ラジエ―ションハウス 〜放射線科の診断レポート〜

  • 2019.06.18 Tuesday
  • 12:19

【出演】 窪田正孝、本田翼、鈴木伸之 他

【放送】 2019年(フジ)

 

写真には必ず”真実”が写ると信じている天才放射線技師の活躍を描いた医療ドラマ。原作は横幕智裕作、モリタイシ画のコミック『ラジエ―ションハウス』。

 

五十嵐唯織は一枚の写真を大切に持っていた。この写真には幼い少女の後姿が映っている。これは唯織の初恋の人・甘春杏の写真。ようやく彼女と会えると唯織はその日を心待ちにしていた。実は唯織は人とのコミュニケーションに問題があり、様々な病院をたらい回しにされていた。今度勤務するのは甘春総合病院。初恋の相手はその病院の前院長の娘だった。バスで病院に向かう途中、唯織は運転手の異変に気付く。本人は平気だと言っているが、唯織の見立ては脳梗塞に移行する一歩手前。すぐに同乗者の広瀬裕乃に救急車の手配をさせる。バスの運転手は甘春総合病院に搬送され、念のため血管造影を行う。救急車に取り残された唯織は徒歩で病院に到着し、早速初恋の杏と再会する。ところが杏は唯織を覚えていなかった。そんな中、唯織が前日の夜に出会った老人が頭部に激しい痛みを訴えて甘春総合病院に搬送される。

 

医療の現場を題材とする医療ドラマでは脚光を浴びて来たのはこれまで常に天才外科医だった。今回は外科医では無く、脚光を浴びているのは放射線技師。病院で働いていても技師は医者とは違う。医療行為は認めていない。そのため医者よりやや格下に見られがちだが、実際には医者がどう患者を助けるのか正しい判断を行うのがレントゲンなどの検査記録であり、正しい判断を下せるかどうかは放射線技師の技量にかかっていると言っても過言ではない。言わば病院での縁の下の力持ち的な役割を担う放射線技師の仕事に注目している。
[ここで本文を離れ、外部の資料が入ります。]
//! Configuration schema and loader for fibo replicas and the gateway.
//!
//! Both binaries read an optional YAML file and then apply the environment
//! variables the deployment manifests set (`POD_NAME`, `SERVER_NAME`, ...).
//! Environment values win over file values.

use serde::{Deserialize, Serialize};
use std::net::SocketAddr;

// ---------------------------------------------------------------------------
// Replica server
// ---------------------------------------------------------------------------

/// Top-level replica (gRPC server) configuration.
#[derive(Debug, Clone, Serialize, Deserialize)]
pub struct ServerConfig {
    /// gRPC listen address.
    #[serde(default = "default_server_listen")]
    pub listen: SocketAddr,

    /// Replica identity reported in every response (`POD_NAME`).
    #[serde(default = "default_server_name")]
    pub server_name: String,

    /// Deployment mode label attached to request metrics (`MODE`).
    #[serde(default = "default_mode")]
    pub mode: String,

    /// Runtime worker threads (`WORKERS`).
    #[serde(default = "default_workers")]
    pub workers: usize,

    /// How the increment counter is protected.
    #[serde(default)]
    pub counter_model: CounterModelKind,

    /// Prometheus metrics HTTP port. `None` disables the endpoint.
    #[serde(default = "default_metrics_port")]
    pub metrics_port: Option<u16>,

    /// How long to wait for in-flight calls after a shutdown signal.
    /// `None` waits until every call has drained.
    #[serde(default)]
    pub shutdown_grace_ms: Option<u64>,
}

/// Counter protection model.
///
/// `locked` matches the thread-pool deployment: any worker may mutate the
/// counter under a mutex. `serialized` matches the event-loop deployment:
/// one task owns the counter and applies increments in arrival order.
#[derive(Debug, Clone, Copy, Default, PartialEq, Eq, Serialize, Deserialize)]
#[serde(rename_all = "lowercase")]
pub enum CounterModelKind {
    #[default]
    Locked,
    Serialized,
}

impl Default for ServerConfig {
    fn default() -> Self {
        Self {
            listen: default_server_listen(),
            server_name: default_server_name(),
            mode: default_mode(),
            workers: default_workers(),
            counter_model: CounterModelKind::default(),
            metrics_port: default_metrics_port(),
            shutdown_grace_ms: None,
        }
    }
}

impl ServerConfig {
    /// Validate that configuration values are consistent.
    pub fn validate(&self) -> Result<(), ConfigError> {
        if self.workers == 0 {
            return Err(ConfigError::Invalid("workers must be > 0".into()));
        }
        if self.server_name.is_empty() {
            return Err(ConfigError::Invalid("server_name must not be empty".into()));
        }
        if self.metrics_port == Some(self.listen.port()) {
            return Err(ConfigError::Invalid(format!(
                "metrics_port ({}) must differ from the gRPC listen port",
                self.listen.port()
            )));
        }
        Ok(())
    }

    /// Apply `POD_NAME`, `MODE` and `WORKERS` overrides.
    pub fn apply_env<F>(&mut self, env: F) -> Result<(), ConfigError>
    where
        F: Fn(&str) -> Option<String>,
    {
        if let Some(name) = env("POD_NAME") {
            self.server_name = name;
        }
        if let Some(mode) = env("MODE") {
            self.mode = mode;
        }
        if let Some(workers) = env("WORKERS") {
            self.workers = parse_env("WORKERS", &workers)?;
        }
        Ok(())
    }
}

// ---------------------------------------------------------------------------
// Gateway (HTTP facade + fan-out client)
// ---------------------------------------------------------------------------

/// Top-level gateway configuration.
#[derive(Debug, Clone, Serialize, Deserialize)]
pub struct GatewayConfig {
    /// HTTP listen address.
    #[serde(default = "default_gateway_listen")]
    pub listen: SocketAddr,

    /// Name sent with increment calls when the request carries none (`POD_NAME`).
    #[serde(default = "default_pod_name")]
    pub pod_name: String,

    /// Maximum calls in flight per batch (`WORKERS`).
    #[serde(default = "default_workers")]
    pub workers: usize,

    /// Where the replicas live.
    #[serde(default)]
    pub target: TargetConfig,

    /// gRPC connect timeout in milliseconds.
    #[serde(default = "default_connect_timeout_ms")]
    pub connect_timeout_ms: u64,

    /// Deadline for a whole batch. `None` lets batches run to completion.
    #[serde(default)]
    pub batch_timeout_ms: Option<u64>,

    /// Optional Prometheus metrics HTTP port.
    #[serde(default)]
    pub metrics_port: Option<u16>,
}

#[derive(Debug, Clone, Serialize, Deserialize)]
pub struct TargetConfig {
    /// Service DNS name (`SERVER_NAME`).
    #[serde(default = "default_target_host")]
    pub host: String,

    /// Service port (`SERVER_PORT`).
    #[serde(default = "default_target_port")]
    pub port: u16,

    /// `normal` or `headless` (`GRPC_SERVER_SVC_TYPE`).
    #[serde(default)]
    pub svc_type: SvcType,

    /// Fixed `host:port` list used instead of DNS when non-empty.
    #[serde(default)]
    pub addresses: Vec<String>,

    /// How often a headless target is re-resolved, in seconds.
    #[serde(default = "default_refresh_interval_secs")]
    pub refresh_interval_secs: u64,
}

/// Kubernetes service flavour the gateway talks to.
#[derive(Debug, Clone, Copy, Default, PartialEq, Eq, Serialize, Deserialize)]
#[serde(rename_all = "lowercase")]
pub enum SvcType {
    /// One virtual address; no client-side balancing.
    #[default]
    Normal,
    /// One DNS name per replica set; the client rotates over every address.
    Headless,
}

impl std::str::FromStr for SvcType {
    type Err = ConfigError;

    fn from_str(s: &str) -> Result<Self, Self::Err> {
        match s.to_ascii_lowercase().as_str() {
            "normal" => Ok(SvcType::Normal),
            "headless" => Ok(SvcType::Headless),
            other => Err(ConfigError::Invalid(format!(
                "svc_type must be \"normal\" or \"headless\", got {:?}",
                other
            ))),
        }
    }
}

impl Default for TargetConfig {
    fn default() -> Self {
        Self {
            host: default_target_host(),
            port: default_target_port(),
            svc_type: SvcType::default(),
            addresses: Vec::new(),
            refresh_interval_secs: default_refresh_interval_secs(),
        }
    }
}

impl Default for GatewayConfig {
    fn default() -> Self {
        Self {
            listen: default_gateway_listen(),
            pod_name: default_pod_name(),
            workers: default_workers(),
            target: TargetConfig::default(),
            connect_timeout_ms: default_connect_timeout_ms(),
            batch_timeout_ms: None,
            metrics_port: None,
        }
    }
}

impl GatewayConfig {
    /// Validate that configuration values are consistent.
    pub fn validate(&self) -> Result<(), ConfigError> {
        if self.workers == 0 {
            return Err(ConfigError::Invalid("workers must be > 0".into()));
        }
        if self.target.addresses.is_empty() {
            if self.target.host.is_empty() {
                return Err(ConfigError::Invalid("target.host must not be empty".into()));
            }
            if self.target.port == 0 {
                return Err(ConfigError::Invalid("target.port must be > 0".into()));
            }
        }
        for addr in &self.target.addresses {
            match addr.rsplit_once(':') {
                Some((host, port)) if !host.is_empty() && port.parse::<u16>().is_ok() => {}
                _ => {
                    return Err(ConfigError::Invalid(format!(
                        "target.addresses entry {:?} is not host:port",
                        addr
                    )))
                }
            }
        }
        if self.target.svc_type == SvcType::Headless && self.target.refresh_interval_secs == 0 {
            return Err(ConfigError::Invalid(
                "target.refresh_interval_secs must be > 0 for headless targets".into(),
            ));
        }
        if self.batch_timeout_ms == Some(0) {
            return Err(ConfigError::Invalid("batch_timeout_ms must be > 0".into()));
        }
        Ok(())
    }

    /// Apply `POD_NAME`, `SERVER_NAME`, `SERVER_PORT`,
    /// `GRPC_SERVER_SVC_TYPE` and `WORKERS` overrides.
    pub fn apply_env<F>(&mut self, env: F) -> Result<(), ConfigError>
    where
        F: Fn(&str) -> Option<String>,
    {
        if let Some(name) = env("POD_NAME") {
            self.pod_name = name;
        }
        if let Some(host) = env("SERVER_NAME") {
            self.target.host = host;
        }
        if let Some(port) = env("SERVER_PORT") {
            self.target.port = parse_env("SERVER_PORT", &port)?;
        }
        if let Some(svc_type) = env("GRPC_SERVER_SVC_TYPE") {
            self.target.svc_type = svc_type.parse()?;
        }
        if let Some(workers) = env("WORKERS") {
            self.workers = parse_env("WORKERS", &workers)?;
        }
        Ok(())
    }
}

// --- Defaults ---

fn default_server_listen() -> SocketAddr {
    SocketAddr::from(([0, 0, 0, 0], 50051))
}
fn default_gateway_listen() -> SocketAddr {
    SocketAddr::from(([0, 0, 0, 0], 5000))
}
fn default_server_name() -> String {
    "server".to_string()
}
fn default_mode() -> String {
    "Normal".to_string()
}
fn default_pod_name() -> String {
    "client".to_string()
}
fn default_workers() -> usize {
    1
}
fn default_metrics_port() -> Option<u16> {
    Some(8000)
}
fn default_target_host() -> String {
    "localhost".to_string()
}
fn default_target_port() -> u16 {
    50051
}
fn default_refresh_interval_secs() -> u64 {
    30
}
fn default_connect_timeout_ms() -> u64 {
    5000
}

// --- Loading ---

#[derive(Debug, thiserror::Error)]
pub enum ConfigError {
    #[error("failed to read config file: {0}")]
    Io(#[from] std::io::Error),
    #[error("failed to parse YAML: {0}")]
    Yaml(#[from] serde_yaml::Error),
    #[error("invalid value {value:?} for {var}")]
    Env { var: &'static str, value: String },
    #[error("invalid config: {0}")]
    Invalid(String),
}

fn parse_env<T: std::str::FromStr>(var: &'static str, value: &str) -> Result<T, ConfigError> {
    value.trim().parse().map_err(|_| ConfigError::Env {
        var,
        value: value.to_string(),
    })
}

fn process_env(var: &str) -> Option<String> {
    std::env::var(var).ok()
}

/// Parse a `ServerConfig` from YAML without touching the environment.
pub fn server_from_str(yaml: &str) -> Result<ServerConfig, ConfigError> {
    let config: ServerConfig = serde_yaml::from_str(yaml)?;
    config.validate()?;
    Ok(config)
}

/// Parse a `GatewayConfig` from YAML without touching the environment.
pub fn gateway_from_str(yaml: &str) -> Result<GatewayConfig, ConfigError> {
    let config: GatewayConfig = serde_yaml::from_str(yaml)?;
    config.validate()?;
    Ok(config)
}

/// Load the replica config: optional YAML file, then process environment.
pub fn load_server_config(path: Option<&std::path::Path>) -> Result<ServerConfig, ConfigError> {
    let mut config = match path {
        Some(path) => serde_yaml::from_str(&std::fs::read_to_string(path)?)?,
        None => ServerConfig::default(),
    };
    config.apply_env(process_env)?;
    config.validate()?;
    Ok(config)
}

/// Load the gateway config: optional YAML file, then process environment.
pub fn load_gateway_config(path: Option<&std::path::Path>) -> Result<GatewayConfig, ConfigError> {
    let mut config = match path {
        Some(path) => serde_yaml::from_str(&std::fs::read_to_string(path)?)?,
        None => GatewayConfig::default(),
    };
    config.apply_env(process_env)?;
    config.validate()?;
    Ok(config)
}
検査機器が進歩しているからと言って、全てがオートで出来るわけではない。検査を行う技師の経験と技術が患者の生死を分ける場合だってある。そんな放射線技師の目線から見た医療ドラマは特殊で、かつただ検査を行うだけでなく、そこに主人公・唯織という医師免許を持った医師が技師となっている事によって、映像から隠れた病を見い出す姿を描いている。そのため放射線技師のドラマと言ってもそこからやや医者よりに踏み込んだ内容になっている。それが実に興味深く、ミステリーを見ているように面白いのだ。

 

さて主人公の唯織は一見すると頼りなく見られるが、実際にはとんでもない技術を持った放射線技師。また医師の国家資格も持っているので、医者としての知識もあり、その観点から検査の重要性というものを知り抜いている。但し、唯織程ではなくとも他の放射線技師もそプロフェッショナルであり、それぞれが自分の得意分野に長けていて活躍している姿が最近のお仕事ドラマや医療ドラマとはちょっと違う面を醸し出している。病院のドラマでありながら新鮮な臭いがした。

 

またつい目を惹くのが放射線技師達のデスクの並び。確かにカメラワークとしては良いのだが、何故に一直線なのだろう?この並びはかつての映画『家族ゲーム』を思い起こさせる。

 

そして忘れてならないのがナレーションの存在。『ここに○○がある』で始まるナレーションは味があり、落ち着いた雰囲気にポエムのような世界観で毎回ドラマの内容を比喩してみせるのだ。このナレーションを担当したのが八嶋智人で、コミカルな役柄の多い彼からは想像の出来ないナレーションは秀逸。是非、このナレーションにも注目して欲しい。